Kostspielige Träume, wie sich herausstellen sollte, denn der zweijährige Umbau der Lagerhalle überstieg das ursprüngliche Budget um das Zehnfache und soll final rund 17 Millionen Euro gekostet haben. Dass er mit seinen kritischen Ansätzen jene Hände beißt, die ihn füttern, glaubt er nicht.
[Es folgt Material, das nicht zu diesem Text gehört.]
//! Request dispatching and the two HTTP routes.
//!
//! `POST /dispatch/soapaction` selects the action from the `soapAction`
//! header, `POST /dispatch/soapbody` by sniffing the raw body. Both then go
//! through [`Dispatcher::dispatch`].

use std::sync::Arc;

use axum::Router;
use axum::body::Bytes;
use axum::extract::State;
use axum::http::{HeaderMap, StatusCode, header};
use axum::response::{IntoResponse, Response};
use axum::routing::post;
use soapenv::{Content, Decoder, Encoder, Envelope};
use tracing::{debug, error, info, warn};

use crate::sniff::{SniffRule, default_rules, sniff};
use crate::{ActionRegistry, DispatchError};

pub const SOAP_ACTION_PATH: &str = "/dispatch/soapaction";
pub const SOAP_BODY_PATH: &str = "/dispatch/soapbody";

/// Request header naming the action; matched case-insensitively.
pub const SOAP_ACTION_HEADER: &str = "soapaction";

const XML_CONTENT_TYPE: &str = "text/xml; charset=\"utf-8\"";

/// Status and encoded envelope produced for one request.
#[derive(Debug, Clone, PartialEq, Eq)]
pub struct DispatchReply {
    pub status: StatusCode,
    pub body: Vec<u8>,
}

impl IntoResponse for DispatchReply {
    fn into_response(self) -> Response {
        (
            self.status,
            [(header::CONTENT_TYPE, XML_CONTENT_TYPE)],
            self.body,
        )
            .into_response()
    }
}

#[derive(Debug, Clone)]
pub struct Dispatcher {
    registry: ActionRegistry,
    rules: Vec<SniffRule>,
    encoder: Encoder,
    decoder: Decoder,
}

impl Dispatcher {
    pub fn new(registry: ActionRegistry) -> Self {
        Self {
            registry,
            rules: default_rules(),
            encoder: Encoder::new(),
            decoder: Decoder::new(),
        }
    }

    pub fn with_rules(mut self, rules: Vec<SniffRule>) -> Self {
        self.rules = rules;
        self
    }

    pub fn with_encoder(mut self, encoder: Encoder) -> Self {
        self.encoder = encoder;
        self
    }

    pub fn with_decoder(mut self, decoder: Decoder) -> Self {
        self.decoder = decoder;
        self
    }

    pub fn registry(&self) -> &ActionRegistry {
        &self.registry
    }

    pub fn rules(&self) -> &[SniffRule] {
        &self.rules
    }

    /// The action selected by sniffing `body`.
    pub fn sniff(&self, body: &[u8]) -> Option<&str> {
        sniff(&self.rules, body)
    }

    /// Runs `action` on `body` and encodes the outcome.
    ///
    /// An unknown or missing action yields 200 with an empty body envelope.
    pub async fn dispatch(&self, action: Option<&str>, body: &[u8]) -> DispatchReply {
        let Some(action) = action.and_then(|id| self.registry.get(id)) else {
            warn!(action = ?action, "No action matches the request");
            return self.reply(StatusCode::OK, &Envelope::default());
        };

        let request = match self.decode_request(&action.id, action.request.as_ref(), body) {
            Ok(request) => request,
            Err(e) => {
                warn!(action = %action.id, error = %e, "Rejecting request");
                return self.fault_reply(&e);
            }
        };

        debug!(action = %action.id, "Running action");
        match (action.handler)(request).await {
            Ok(content) => {
                info!(action = %action.id, response = %content.name(), "Action succeeded");
                self.reply(StatusCode::OK, &Envelope::new(content))
            }
            Err(e) => {
                error!(action = %action.id, error = %e, "Action failed");
                self.fault_reply(&e)
            }
        }
    }

    fn decode_request(
        &self,
        action: &str,
        placeholder: Option<&Content>,
        body: &[u8],
    ) -> Result<Option<Content>, DispatchError> {
        let Some(placeholder) = placeholder else {
            return Ok(None);
        };
        if body.iter().all(u8::is_ascii_whitespace) {
            return Ok(None);
        }

        let envelope = self
            .decoder
            .decode(body, Envelope::expecting(placeholder.clone()))
            .map_err(DispatchError::InvalidRequest)?;
        if envelope.body.fault.is_some() {
            return Err(DispatchError::UnexpectedPayload {
                action: action.to_string(),
            });
        }
        Ok(envelope.body.content)
    }

    fn fault_reply(&self, err: &DispatchError) -> DispatchReply {
        self.reply(
            StatusCode::INTERNAL_SERVER_ERROR,
            &Envelope::fault(err.to_fault()),
        )
    }

    fn reply(&self, status: StatusCode, envelope: &Envelope) -> DispatchReply {
        match self.encoder.encode(envelope) {
            Ok(body) => DispatchReply { status, body },
            Err(e) => {
                error!(error = %DispatchError::Encode(e), "Cannot write response");
                DispatchReply {
                    status: StatusCode::INTERNAL_SERVER_ERROR,
                    body: Vec::new(),
                }
            }
        }
    }

    /// Router serving both dispatch routes.
    pub fn router(self: Arc<Self>) -> Router {
        Router::new()
            .route(SOAP_ACTION_PATH, post(soap_action_handler))
            .route(SOAP_BODY_PATH, post(soap_body_handler))
            .with_state(self)
    }
}

/// The `soapAction` header value, without surrounding quotes.
pub fn soap_action(headers: &HeaderMap) -> Option<&str> {
    let value = headers.get(SOAP_ACTION_HEADER)?.to_str().ok()?;
    let value = value.trim().trim_matches('"');
    (!value.is_empty()).then_some(value)
}

pub async fn soap_action_handler(
    State(dispatcher): State<Arc<Dispatcher>>,
    headers: HeaderMap,
    body: Bytes,
) -> DispatchReply {
    let action = soap_action(&headers);
    debug!(action = ?action, "Request on {}", SOAP_ACTION_PATH);
    dispatcher.dispatch(action, &body).await
}

pub async fn soap_body_handler(
    State(dispatcher): State<Arc<Dispatcher>>,
    body: Bytes,
) -> DispatchReply {
    let action = dispatcher.sniff(&body);
    debug!(action = ?action, "Request on {}", SOAP_BODY_PATH);
    dispatcher.dispatch(action, &body).await
}
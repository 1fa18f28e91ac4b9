//! Action id to handler table.

use std::collections::HashMap;

use soapenv::Content;
use tracing::debug;

use crate::ActionHandler;

/// A registered action: the request placeholder the body is decoded into,
/// if any, and the handler producing the response.
#[derive(Clone)]
pub struct Action {
    pub id: String,
    pub request: Option<Content>,
    pub handler: ActionHandler,
}

impl std::fmt::Debug for Action {
    fn fmt(&self, f: &mut std::fmt::Formatter<'_>) -> std::fmt::Result {
        f.debug_struct("Action")
            .field("id", &self.id)
            .field("request", &self.request.as_ref().map(|c| c.name()))
            .finish_non_exhaustive()
    }
}

#[derive(Debug, Clone, Default)]
pub struct ActionRegistry {
    actions: HashMap<String, Action>,
}

impl ActionRegistry {
    pub fn new() -> Self {
        Self::default()
    }

    /// Registers `handler` under `id`, replacing any previous action.
    ///
    /// `request` is the placeholder a non-empty request body is decoded
    /// into; `None` means the action ignores the request body.
    pub fn register(
        &mut self,
        id: impl Into<String>,
        request: Option<Content>,
        handler: ActionHandler,
    ) -> &mut Self {
        let id = id.into();
        debug!(action = %id, "Registering action");
        self.actions.insert(
            id.clone(),
            Action {
                id,
                request,
                handler,
            },
        );
        self
    }

    pub fn get(&self, id: &str) -> Option<&Action> {
        self.actions.get(id)
    }

    pub fn contains(&self, id: &str) -> bool {
        self.actions.contains_key(id)
    }

    /// Registered ids, sorted.
    pub fn action_ids(&self) -> Vec<&str> {
        let mut ids: Vec<&str> = self.actions.keys().map(String::as_str).collect();
        ids.sort_unstable();
        ids
    }

    pub fn len(&self) -> usize {
        self.actions.len()
    }

    pub fn is_empty(&self) -> bool {
        self.actions.is_empty()
    }
}

#[cfg(test)]
mod tests {
    use super::*;
    use crate::dispatch_handler;
    use soapenv::{CommonResponse, ConcreteResponse};

    fn echo() -> ActionHandler {
        dispatch_handler!(|_request| {
            Ok(Content::from(ConcreteResponse {
                common: CommonResponse::success(),
                additional_message: String::new(),
            }))
        })
    }

    #[test]
    fn test_register_and_lookup() {
        let mut registry = ActionRegistry::new();
        registry.register("b", None, echo()).register("a", None, echo());

        assert_eq!(registry.len(), 2);
        assert!(registry.contains("a"));
        assert!(!registry.contains("c"));
        assert_eq!(registry.action_ids(), vec!["a", "b"]);
        assert_eq!(registry.get("a").map(|a| a.id.as_str()), Some("a"));
    }

    #[test]
    fn test_register_replaces() {
        let mut registry = ActionRegistry::new();
        registry.register("a", None, echo());
        registry.register(
            "a",
            Some(Content::from(soapenv::ProcessARequest::default())),
            echo(),
        );

        assert_eq!(registry.len(), 1);
        assert!(registry.get("a").and_then(|a| a.request.as_ref()).is_some());
    }
}
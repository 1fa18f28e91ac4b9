//! Pull interface over an XML token stream.
//!
//! The decoder never talks to the XML library directly: it pulls
//! [`Token`]s from a [`TokenSource`]. [`XmlTokenReader`] is the quick-xml
//! backed source used for raw bytes, [`TokenList`] replays a prepared
//! sequence.

use std::collections::VecDeque;

use quick_xml::events::{BytesRef, Event};
use quick_xml::name::{Namespace, ResolveResult};
use quick_xml::reader::NsReader;

use crate::{QualifiedName, SoapError};

/// One unit of the XML stream, with element names already resolved.
#[derive(Debug, Clone, PartialEq, Eq)]
pub enum Token {
    Start(QualifiedName),
    End(QualifiedName),
    Text(String),
    Comment(String),
}

/// Source of tokens. `Ok(None)` marks the end of the stream.
pub trait TokenSource {
    fn next_token(&mut self) -> Result<Option<Token>, SoapError>;
}

impl<T: TokenSource + ?Sized> TokenSource for &mut T {
    fn next_token(&mut self) -> Result<Option<Token>, SoapError> {
        (**self).next_token()
    }
}

/// Namespace-aware token reader over an in-memory document.
///
/// - `<a/>` is reported as a start token followed by an end token
/// - entity and character references are resolved into text
/// - the XML declaration, processing instructions and doctype are skipped
pub struct XmlTokenReader<'i> {
    reader: NsReader<&'i [u8]>,
}

impl<'i> XmlTokenReader<'i> {
    pub fn new(input: &'i [u8]) -> Self {
        let mut reader = NsReader::from_reader(input);
        let config = reader.config_mut();
        config.expand_empty_elements = true;
        config.trim_text(false);
        Self { reader }
    }
}

impl TokenSource for XmlTokenReader<'_> {
    fn next_token(&mut self) -> Result<Option<Token>, SoapError> {
        loop {
            let (resolved, event) = self.reader.read_resolved_event()?;
            let token = match event {
                Event::Start(start) => Token::Start(qualify(resolved, start.local_name().as_ref())?),
                Event::End(end) => Token::End(qualify(resolved, end.local_name().as_ref())?),
                Event::Text(text) => Token::Text(unescape_text(&text)?),
                Event::CData(data) => Token::Text(std::str::from_utf8(&data)?.to_string()),
                Event::GeneralRef(reference) => Token::Text(resolve_reference(&reference)?),
                Event::Comment(comment) => {
                    Token::Comment(std::str::from_utf8(&comment)?.to_string())
                }
                Event::Eof => return Ok(None),
                _ => continue,
            };
            return Ok(Some(token));
        }
    }
}

/// A prepared token sequence, mostly useful to drive the decoder without XML.
#[derive(Debug, Default, Clone)]
pub struct TokenList {
    tokens: VecDeque<Token>,
}

impl TokenList {
    pub fn new(tokens: impl IntoIterator<Item = Token>) -> Self {
        Self {
            tokens: tokens.into_iter().collect(),
        }
    }

    pub fn remaining(&self) -> usize {
        self.tokens.len()
    }
}

impl From<Vec<Token>> for TokenList {
    fn from(tokens: Vec<Token>) -> Self {
        Self::new(tokens)
    }
}

impl TokenSource for TokenList {
    fn next_token(&mut self) -> Result<Option<Token>, SoapError> {
        Ok(self.tokens.pop_front())
    }
}

fn qualify(resolved: ResolveResult<'_>, local: &[u8]) -> Result<QualifiedName, SoapError> {
    let local = std::str::from_utf8(local)?;
    match resolved {
        ResolveResult::Bound(Namespace(namespace)) => {
            Ok(QualifiedName::new(std::str::from_utf8(namespace)?, local))
        }
        ResolveResult::Unbound => Ok(QualifiedName::unqualified(local)),
        ResolveResult::Unknown(prefix) => Err(SoapError::decode(format!(
            "undeclared namespace prefix `{}` on element `{}`",
            String::from_utf8_lossy(&prefix),
            local
        ))),
    }
}

fn unescape_text(raw: &[u8]) -> Result<String, SoapError> {
    let raw = std::str::from_utf8(raw)?;
    quick_xml::escape::unescape(raw)
        .map(|text| text.into_owned())
        .map_err(|e| SoapError::decode(format!("invalid text content: {}", e)))
}

fn resolve_reference(reference: &BytesRef<'_>) -> Result<String, SoapError> {
    let name = std::str::from_utf8(reference)?;

    match reference.resolve_char_ref() {
        Ok(Some(ch)) => return Ok(ch.to_string()),
        Ok(None) => {}
        Err(e) => {
            return Err(SoapError::decode(format!(
                "invalid character reference `&{};`: {}",
                name, e
            )));
        }
    }

    quick_xml::escape::resolve_predefined_entity(name)
        .map(str::to_string)
        .ok_or_else(|| SoapError::decode(format!("unknown entity `&{};`", name)))
}
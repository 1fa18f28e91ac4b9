//! Envelope decoding.
//!
//! The caller tells the decoder what to expect by pre-setting a placeholder
//! in `Body::content` (and optionally in the header). The body is then read
//! as a small state machine:
//!
//! ```text
//! Scanning --first child--> Consumed --end of Body--> Done
//!     |                         |
//!     +--end of Body--> Done    +--second child--> protocol error
//! ```
//!
//! The first child is either a SOAP fault, which replaces the content, or
//! the payload, decoded into the placeholder. Text and comments between
//! children are ignored.

use std::str::FromStr;

use crate::envelope::{BODY_NAME, ENVELOPE_NAME, HEADER_NAME};
use crate::fields::{decode_fields, skip_element};
use crate::token::{Token, TokenSource, XmlTokenReader};
use crate::{Body, Envelope, Fault, QualifiedName, SOAP_ENV_NS, SOAP_FAULT_NS, SoapError};

const MULTIPLE_ELEMENTS: &str =
    "multiple elements inside body; not WS-I wrapped-document/literal compliant";

/// Which namespaces mark a body child as a SOAP fault.
#[derive(Debug, Clone, Copy, Default, PartialEq, Eq)]
pub enum FaultNamespace {
    /// Only `http://schemas.xmlsoap.org/soap/envelope/` (with the trailing slash).
    #[default]
    Strict,
    /// Also accept the envelope namespace without the trailing slash.
    Lenient,
}

impl FaultNamespace {
    pub fn is_fault(self, name: &QualifiedName) -> bool {
        if name.local() != "Fault" {
            return false;
        }
        match self {
            FaultNamespace::Strict => name.namespace() == SOAP_FAULT_NS,
            FaultNamespace::Lenient => {
                name.namespace() == SOAP_FAULT_NS || name.namespace() == SOAP_ENV_NS
            }
        }
    }

    pub fn as_str(self) -> &'static str {
        match self {
            FaultNamespace::Strict => "strict",
            FaultNamespace::Lenient => "lenient",
        }
    }
}

impl FromStr for FaultNamespace {
    type Err = String;

    fn from_str(s: &str) -> Result<Self, Self::Err> {
        match s.trim().to_ascii_lowercase().as_str() {
            "strict" => Ok(FaultNamespace::Strict),
            "lenient" => Ok(FaultNamespace::Lenient),
            other => Err(format!(
                "invalid fault namespace policy `{}` (expected strict or lenient)",
                other
            )),
        }
    }
}

#[derive(Debug, Clone, Copy, PartialEq, Eq)]
enum BodyState {
    Scanning,
    Consumed,
    Done,
}

/// Decodes envelopes into caller-provided destinations.
#[derive(Debug, Clone, Copy, Default)]
pub struct Decoder {
    fault_namespace: FaultNamespace,
}

impl Decoder {
    pub fn new() -> Self {
        Self::default()
    }

    pub fn fault_namespace(mut self, policy: FaultNamespace) -> Self {
        self.fault_namespace = policy;
        self
    }

    /// Decodes `input` into `destination` and returns it.
    pub fn decode(&self, input: &[u8], mut destination: Envelope) -> Result<Envelope, SoapError> {
        self.decode_into(input, &mut destination)?;
        Ok(destination)
    }

    /// Decodes `input` in place.
    ///
    /// Fails with [`SoapError::UnsetDestination`] before reading anything
    /// when the body holds no placeholder.
    pub fn decode_into(&self, input: &[u8], destination: &mut Envelope) -> Result<(), SoapError> {
        if destination.body.content.is_none() {
            return Err(SoapError::UnsetDestination);
        }
        let mut reader = XmlTokenReader::new(input);
        self.decode_envelope(&mut reader, destination)
    }

    /// Reads a whole document from `source`, root element included.
    pub fn decode_envelope(
        &self,
        source: &mut dyn TokenSource,
        destination: &mut Envelope,
    ) -> Result<(), SoapError> {
        if destination.body.content.is_none() {
            return Err(SoapError::UnsetDestination);
        }

        let root = loop {
            match source.next_token()? {
                Some(Token::Start(name)) => break name,
                Some(_) => {}
                None => return Err(SoapError::unexpected_eof()),
            }
        };
        if root != ENVELOPE_NAME {
            return Err(SoapError::decode(format!(
                "expected element {} but found {}",
                ENVELOPE_NAME, root
            )));
        }

        let mut seen_body = false;
        loop {
            match source.next_token()? {
                Some(Token::Start(name)) if name == BODY_NAME => {
                    if seen_body {
                        return Err(SoapError::protocol("multiple Body elements in envelope"));
                    }
                    self.decode_body(source, &mut destination.body)?;
                    seen_body = true;
                }
                Some(Token::Start(name)) if name == HEADER_NAME => {
                    decode_header(source, destination)?;
                }
                Some(Token::Start(_)) => skip_element(source)?,
                Some(Token::End(_)) => break,
                Some(_) => {}
                None => return Err(SoapError::unexpected_eof()),
            }
        }

        if !seen_body {
            return Err(SoapError::protocol("missing body"));
        }
        Ok(())
    }

    /// Runs the body state machine. `source` must be positioned right after
    /// the `Body` start tag; on success it is left right after the end tag.
    ///
    /// An empty body leaves the placeholder untouched.
    pub fn decode_body(&self, source: &mut dyn TokenSource, body: &mut Body) -> Result<(), SoapError> {
        if body.content.is_none() {
            return Err(SoapError::UnsetDestination);
        }

        let mut state = BodyState::Scanning;
        while state != BodyState::Done {
            match source.next_token()? {
                Some(Token::Start(name)) => {
                    if state == BodyState::Consumed {
                        return Err(SoapError::protocol(MULTIPLE_ELEMENTS));
                    }
                    if self.fault_namespace.is_fault(&name) {
                        let mut fault = Fault::default();
                        decode_fields(source, &mut fault)?;
                        body.fault = Some(fault);
                        body.content = None;
                    } else {
                        let content = body.content.as_mut().ok_or(SoapError::UnsetDestination)?;
                        content.decode_element(&name, source)?;
                    }
                    state = BodyState::Consumed;
                }
                Some(Token::End(_)) => state = BodyState::Done,
                Some(Token::Text(_)) | Some(Token::Comment(_)) => {}
                None => return Err(SoapError::unexpected_eof()),
            }
        }
        Ok(())
    }
}

/// Decodes the header entry matching the header placeholder, if any, and
/// skips every other entry.
fn decode_header(source: &mut dyn TokenSource, destination: &mut Envelope) -> Result<(), SoapError> {
    let mut placeholder = destination
        .header
        .as_mut()
        .and_then(|header| header.content.as_mut());
    let mut decoded = false;

    loop {
        match source.next_token()? {
            Some(Token::Start(name)) => match placeholder.as_deref_mut() {
                Some(content) if !decoded && content.name() == name => {
                    content.decode_element(&name, source)?;
                    decoded = true;
                }
                _ => skip_element(source)?,
            },
            Some(Token::End(_)) => return Ok(()),
            Some(_) => {}
            None => return Err(SoapError::unexpected_eof()),
        }
    }
}

/// Decodes `input` into `destination` with the default options.
pub fn decode(input: &[u8], destination: Envelope) -> Result<Envelope, SoapError> {
    Decoder::new().decode(input, destination)
}

/// In-place variant of [`decode`].
pub fn decode_into(input: &[u8], destination: &mut Envelope) -> Result<(), SoapError> {
    Decoder::new().decode_into(input, destination)
}
use soapconfig::get_config;
use soapdispatch::{ActionRegistry, Dispatcher, SoapDispatchExt, register_demo_actions};
use soapserver::{LoggingOptions, ServerBuilder};
use tracing::info;

#[tokio::main]
async fn main() -> anyhow::Result<()> {
    let config = get_config();

    let mut server = ServerBuilder::new_configured().build();
    server.init_logging(LoggingOptions::from_config()).await?;
    info!(config_dir = %config.config_dir_path(), "Configuration loaded");

    server
        .add_route("/info", || async {
            serde_json::json!({"name": env!("CARGO_PKG_NAME"), "version": env!("CARGO_PKG_VERSION")})
        })
        .await;

    let mut registry = ActionRegistry::new();
    register_demo_actions(&mut registry);
    let dispatcher = Dispatcher::from_config(&config, registry)?;
    server.register_dispatch(dispatcher).await;

    server.start().await?;
    info!("Ready, POST envelopes to /dispatch/soapaction or /dispatch/soapbody");
    server.wait().await;
    Ok(())
}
„Du musst einen Widerstand in dir überwinden.“

Seine Gäste, die pro Menü mindestens 600 Euro auf den Tisch legen, seien einerseits ohnehin bereits sehr engagiert in sozialen Fragen oder auch im Umweltschutz: „Und wenn nicht, dann ist so ein Abend eine gute Gelegenheit, sie mit gewissen Themen zu konfrontieren. Sie sind entspannt und lassen sich vielleicht eher auf eine offene Diskussion ein.“ Munks Idee von der ganzheitlichen Gastronomie lässt ihn groß träumen. „Für das Tagesgeschäft sind im Alchemist zwei Chefköche verantwortlich. Ich nutze meine Zeit vor allem, um Konzepte zu entwickeln.“

Ideen für eine bessere Welt

Im Fokus steht dabei immer der Wunsch, die Welt zu verbessern. Etwa durch seine „JunkFood“-Organisation, die Munk – mit finanzieller Unterstützung seines Mäzens – während des ersten Corona-Lockdowns 2020 ins Leben gerufen hat: „Unsere Küche stand leer, gleichzeitig hatten Hilfsorganisationen Schwierigkeiten, Obdachlose zu verköstigen. Also haben wir begonnen, jeden Tag eine warme Mahlzeit für sie zuzubereiten. Mittlerweile haben wir eine eigene Großküche dafür entwickelt, kochen für Bedürftige in ganz Dänemark und wollen dieses Angebot für ganz Skandinavien ausbauen.“

„Ich will die Welt zu einem besseren Ort machen.“

Auch die Kooperation mit dem Mary Elizabeth’s Hospital, das 2025 in Kopenhagen eröffnet werden und bis zu 500 Kinder und Jugendliche aus ganz Dänemark stationär behandeln soll, bringt Munks Augen zum Glänzen: „Essen ist Medizin. Die Idee ist, dass die Kinder besser ernährt und dadurch schneller gesund werden sollen – was bedeutet, dass ihre Aufenthalte kürzer und damit billiger werden. Wir hoffen, dass wir in zehn Jahren den Einfluss der richtigen Ernährung auf Patienten wissenschaftlich belegen können. Und dann kann das Konzept auf andere Krankenhäuser übertragen werden.“

Mehr als nur eine Lust befriedigen

Rasmus Munk glaubt durchaus, dass es sein Recht, wenn nicht sogar seine Pflicht ist, als Koch seine Stimme zu erheben: „Es muss natürlich jeder für sich selbst und sein Handeln die Verantwortung übernehmen. Ich habe mich entschieden, meiner Meinung Ausdruck zu verleihen. Mit meinen Skills als Koch habe ich die Möglichkeit, mehr als nur die Lust auf gutes Essen zu befriedigen.“ Dass sein Alchemist seit 2020 durchgehend zwei Michelin-Sterne trägt, freut ihn wie alle anderen Auszeichnungen natürlich sehr: „Aber, ganz ehrlich: Ich würde doch nicht so viel Zeit, Geld und Energie in ein Restaurant stecken, wenn seine Wirkung nicht weit über die Mauern hinausreichen könnte. Im Endeffekt will ich die Welt zu einem besseren Ort machen.“

Rasmus Munk

In der  Ur-Version des Alchemist bot der heute 31-jährige Däne 15 Gästen Platz. Das neue, 2200 Quadratmeter große Lokal in einer ehemaligen Werfthalle bewirtet immerhin 48 Gourmets, die sich für das 50-gängige Erlebnis sechs Stunden Zeit nehmen sollten. Die Nachfrage für die mit zwei Michelin-Sternen ausgezeichnete Inszenierung ist groß: Pro Tag gibt es im Schnitt eine Warteliste mit 1000 Namen. Das Menü kostet rund 600 Euro, die Weinbegleitung weitere 215 bis 1935 Euro.